Data under study Start Marker

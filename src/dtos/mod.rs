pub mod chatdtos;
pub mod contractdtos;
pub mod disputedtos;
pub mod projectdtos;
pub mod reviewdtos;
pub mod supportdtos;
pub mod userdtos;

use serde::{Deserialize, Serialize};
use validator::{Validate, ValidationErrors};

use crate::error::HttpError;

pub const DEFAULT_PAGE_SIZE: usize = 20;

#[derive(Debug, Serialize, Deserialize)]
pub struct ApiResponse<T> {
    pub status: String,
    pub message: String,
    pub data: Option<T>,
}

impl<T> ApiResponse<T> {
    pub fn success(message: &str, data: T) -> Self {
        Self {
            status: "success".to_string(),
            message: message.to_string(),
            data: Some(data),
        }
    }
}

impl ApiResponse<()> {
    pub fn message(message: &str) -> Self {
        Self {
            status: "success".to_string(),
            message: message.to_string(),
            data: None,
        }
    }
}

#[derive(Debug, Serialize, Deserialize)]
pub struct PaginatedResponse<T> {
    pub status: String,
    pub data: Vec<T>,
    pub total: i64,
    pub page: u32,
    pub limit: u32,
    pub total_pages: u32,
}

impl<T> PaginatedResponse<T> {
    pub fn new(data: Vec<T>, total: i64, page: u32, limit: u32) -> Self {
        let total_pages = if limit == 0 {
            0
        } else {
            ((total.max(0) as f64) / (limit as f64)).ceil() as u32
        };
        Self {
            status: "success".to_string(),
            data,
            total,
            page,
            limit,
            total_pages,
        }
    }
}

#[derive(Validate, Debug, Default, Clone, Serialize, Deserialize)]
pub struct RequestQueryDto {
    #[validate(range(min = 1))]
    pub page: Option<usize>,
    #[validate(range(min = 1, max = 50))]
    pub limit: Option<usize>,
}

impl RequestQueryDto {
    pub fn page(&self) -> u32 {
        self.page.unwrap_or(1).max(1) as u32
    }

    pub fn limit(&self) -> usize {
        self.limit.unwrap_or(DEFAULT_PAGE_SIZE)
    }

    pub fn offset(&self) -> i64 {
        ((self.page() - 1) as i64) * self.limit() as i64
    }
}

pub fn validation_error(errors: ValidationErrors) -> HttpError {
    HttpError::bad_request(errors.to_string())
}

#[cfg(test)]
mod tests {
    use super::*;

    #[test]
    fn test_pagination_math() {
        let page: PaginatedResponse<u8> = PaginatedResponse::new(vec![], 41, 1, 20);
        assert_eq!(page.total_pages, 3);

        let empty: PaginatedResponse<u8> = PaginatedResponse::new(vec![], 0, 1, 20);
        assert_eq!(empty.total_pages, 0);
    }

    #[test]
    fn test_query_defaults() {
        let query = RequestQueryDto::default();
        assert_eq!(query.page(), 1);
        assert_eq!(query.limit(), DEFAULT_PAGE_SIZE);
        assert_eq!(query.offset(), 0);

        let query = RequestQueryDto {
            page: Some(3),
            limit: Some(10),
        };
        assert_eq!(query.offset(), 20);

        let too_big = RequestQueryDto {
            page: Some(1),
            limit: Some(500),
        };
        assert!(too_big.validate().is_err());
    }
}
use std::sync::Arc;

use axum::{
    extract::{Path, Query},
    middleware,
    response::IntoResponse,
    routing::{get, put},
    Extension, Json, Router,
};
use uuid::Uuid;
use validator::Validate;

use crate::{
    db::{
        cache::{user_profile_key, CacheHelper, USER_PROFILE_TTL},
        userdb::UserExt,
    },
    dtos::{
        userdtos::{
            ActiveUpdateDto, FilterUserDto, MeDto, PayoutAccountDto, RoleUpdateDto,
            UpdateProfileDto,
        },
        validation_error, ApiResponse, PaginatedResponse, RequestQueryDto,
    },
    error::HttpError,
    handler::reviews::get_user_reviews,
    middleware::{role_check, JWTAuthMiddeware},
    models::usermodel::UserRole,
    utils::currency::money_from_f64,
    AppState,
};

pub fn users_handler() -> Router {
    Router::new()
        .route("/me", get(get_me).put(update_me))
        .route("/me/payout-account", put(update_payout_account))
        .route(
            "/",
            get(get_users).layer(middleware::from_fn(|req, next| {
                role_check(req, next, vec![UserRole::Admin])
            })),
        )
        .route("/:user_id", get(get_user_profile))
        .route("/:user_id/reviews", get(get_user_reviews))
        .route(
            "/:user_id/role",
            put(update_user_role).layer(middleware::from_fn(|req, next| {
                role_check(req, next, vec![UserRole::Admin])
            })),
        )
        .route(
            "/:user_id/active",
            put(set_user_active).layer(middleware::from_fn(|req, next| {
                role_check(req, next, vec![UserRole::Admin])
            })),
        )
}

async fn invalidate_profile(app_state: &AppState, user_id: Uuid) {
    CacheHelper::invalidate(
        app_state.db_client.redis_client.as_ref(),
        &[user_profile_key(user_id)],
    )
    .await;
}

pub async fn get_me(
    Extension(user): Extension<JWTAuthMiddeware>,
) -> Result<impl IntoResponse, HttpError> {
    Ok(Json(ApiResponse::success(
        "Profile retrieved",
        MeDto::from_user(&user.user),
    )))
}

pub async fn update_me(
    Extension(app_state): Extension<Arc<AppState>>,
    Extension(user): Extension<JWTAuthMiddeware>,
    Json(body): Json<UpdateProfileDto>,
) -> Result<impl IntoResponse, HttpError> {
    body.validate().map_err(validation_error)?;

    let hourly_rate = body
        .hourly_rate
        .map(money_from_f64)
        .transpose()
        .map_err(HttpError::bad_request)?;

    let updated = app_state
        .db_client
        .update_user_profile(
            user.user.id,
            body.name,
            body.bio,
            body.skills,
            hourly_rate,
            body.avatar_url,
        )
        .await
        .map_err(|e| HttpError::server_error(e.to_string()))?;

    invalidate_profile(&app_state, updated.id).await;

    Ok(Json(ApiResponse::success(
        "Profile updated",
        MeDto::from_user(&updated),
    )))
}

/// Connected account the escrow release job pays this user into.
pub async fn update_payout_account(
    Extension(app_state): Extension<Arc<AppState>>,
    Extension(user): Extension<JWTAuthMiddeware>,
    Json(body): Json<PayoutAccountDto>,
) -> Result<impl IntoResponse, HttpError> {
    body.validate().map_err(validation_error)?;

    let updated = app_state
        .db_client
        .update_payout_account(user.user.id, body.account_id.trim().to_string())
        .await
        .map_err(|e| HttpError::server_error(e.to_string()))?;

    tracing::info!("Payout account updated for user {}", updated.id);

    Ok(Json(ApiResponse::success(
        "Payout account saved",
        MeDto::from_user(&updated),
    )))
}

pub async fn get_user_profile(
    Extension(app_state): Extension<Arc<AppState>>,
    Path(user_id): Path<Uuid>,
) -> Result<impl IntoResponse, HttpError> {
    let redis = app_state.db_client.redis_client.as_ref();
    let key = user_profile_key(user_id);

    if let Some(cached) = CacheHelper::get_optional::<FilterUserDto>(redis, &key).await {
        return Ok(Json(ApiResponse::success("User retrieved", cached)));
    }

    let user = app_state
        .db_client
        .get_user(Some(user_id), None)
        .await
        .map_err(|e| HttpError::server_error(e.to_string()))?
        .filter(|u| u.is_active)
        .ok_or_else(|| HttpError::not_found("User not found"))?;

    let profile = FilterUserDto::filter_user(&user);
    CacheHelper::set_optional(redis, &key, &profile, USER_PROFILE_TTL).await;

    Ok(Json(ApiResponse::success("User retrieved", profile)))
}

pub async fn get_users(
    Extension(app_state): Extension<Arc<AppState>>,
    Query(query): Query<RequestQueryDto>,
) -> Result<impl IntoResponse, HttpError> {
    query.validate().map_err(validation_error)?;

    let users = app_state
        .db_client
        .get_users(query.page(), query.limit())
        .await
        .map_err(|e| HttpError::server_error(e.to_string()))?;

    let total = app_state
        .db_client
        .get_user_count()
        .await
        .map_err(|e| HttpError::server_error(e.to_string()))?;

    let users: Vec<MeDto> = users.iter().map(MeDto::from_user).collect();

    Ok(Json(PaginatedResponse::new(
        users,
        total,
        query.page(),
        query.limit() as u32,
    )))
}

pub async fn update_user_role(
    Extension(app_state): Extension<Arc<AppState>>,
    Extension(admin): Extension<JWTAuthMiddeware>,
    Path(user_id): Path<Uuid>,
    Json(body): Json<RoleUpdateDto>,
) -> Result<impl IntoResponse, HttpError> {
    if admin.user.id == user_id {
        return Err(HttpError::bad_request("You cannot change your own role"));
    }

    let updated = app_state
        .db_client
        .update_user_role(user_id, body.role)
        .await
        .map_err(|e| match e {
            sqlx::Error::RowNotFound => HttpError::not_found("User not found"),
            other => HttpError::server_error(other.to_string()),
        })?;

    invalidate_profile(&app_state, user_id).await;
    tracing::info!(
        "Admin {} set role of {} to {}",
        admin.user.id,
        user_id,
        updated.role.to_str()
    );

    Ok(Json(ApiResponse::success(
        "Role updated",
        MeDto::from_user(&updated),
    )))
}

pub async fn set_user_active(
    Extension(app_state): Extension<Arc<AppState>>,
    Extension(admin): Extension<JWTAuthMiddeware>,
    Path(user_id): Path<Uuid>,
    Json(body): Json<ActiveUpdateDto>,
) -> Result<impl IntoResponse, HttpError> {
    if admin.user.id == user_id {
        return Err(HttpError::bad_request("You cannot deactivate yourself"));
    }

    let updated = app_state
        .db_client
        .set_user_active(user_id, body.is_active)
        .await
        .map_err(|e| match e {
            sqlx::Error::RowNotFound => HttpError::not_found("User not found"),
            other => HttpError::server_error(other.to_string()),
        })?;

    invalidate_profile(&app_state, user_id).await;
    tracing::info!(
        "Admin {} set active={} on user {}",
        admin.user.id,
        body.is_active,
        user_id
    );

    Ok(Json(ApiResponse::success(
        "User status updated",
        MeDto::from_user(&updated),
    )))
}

Data under study End Marker
Data under study Start Marker

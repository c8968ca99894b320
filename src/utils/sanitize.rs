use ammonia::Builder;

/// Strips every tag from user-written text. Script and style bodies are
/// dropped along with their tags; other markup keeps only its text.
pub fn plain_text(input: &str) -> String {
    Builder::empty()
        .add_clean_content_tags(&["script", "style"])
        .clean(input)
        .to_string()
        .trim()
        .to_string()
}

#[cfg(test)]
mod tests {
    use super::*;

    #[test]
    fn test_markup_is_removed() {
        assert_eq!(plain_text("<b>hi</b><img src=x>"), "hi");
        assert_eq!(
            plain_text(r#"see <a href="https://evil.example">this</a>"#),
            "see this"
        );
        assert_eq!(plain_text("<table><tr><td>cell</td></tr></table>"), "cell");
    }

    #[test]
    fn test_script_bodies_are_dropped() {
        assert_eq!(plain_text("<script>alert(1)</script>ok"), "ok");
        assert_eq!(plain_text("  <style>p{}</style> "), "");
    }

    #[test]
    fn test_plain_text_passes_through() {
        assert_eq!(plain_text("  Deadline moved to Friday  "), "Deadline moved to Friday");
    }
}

Data under study End Marker

• [Task description]:
Copy out, from the data above, each line where the string "Router" is present.

• [Task output]:
    Extension, Json, Router,
pub fn users_handler() -> Router {
    Router::new()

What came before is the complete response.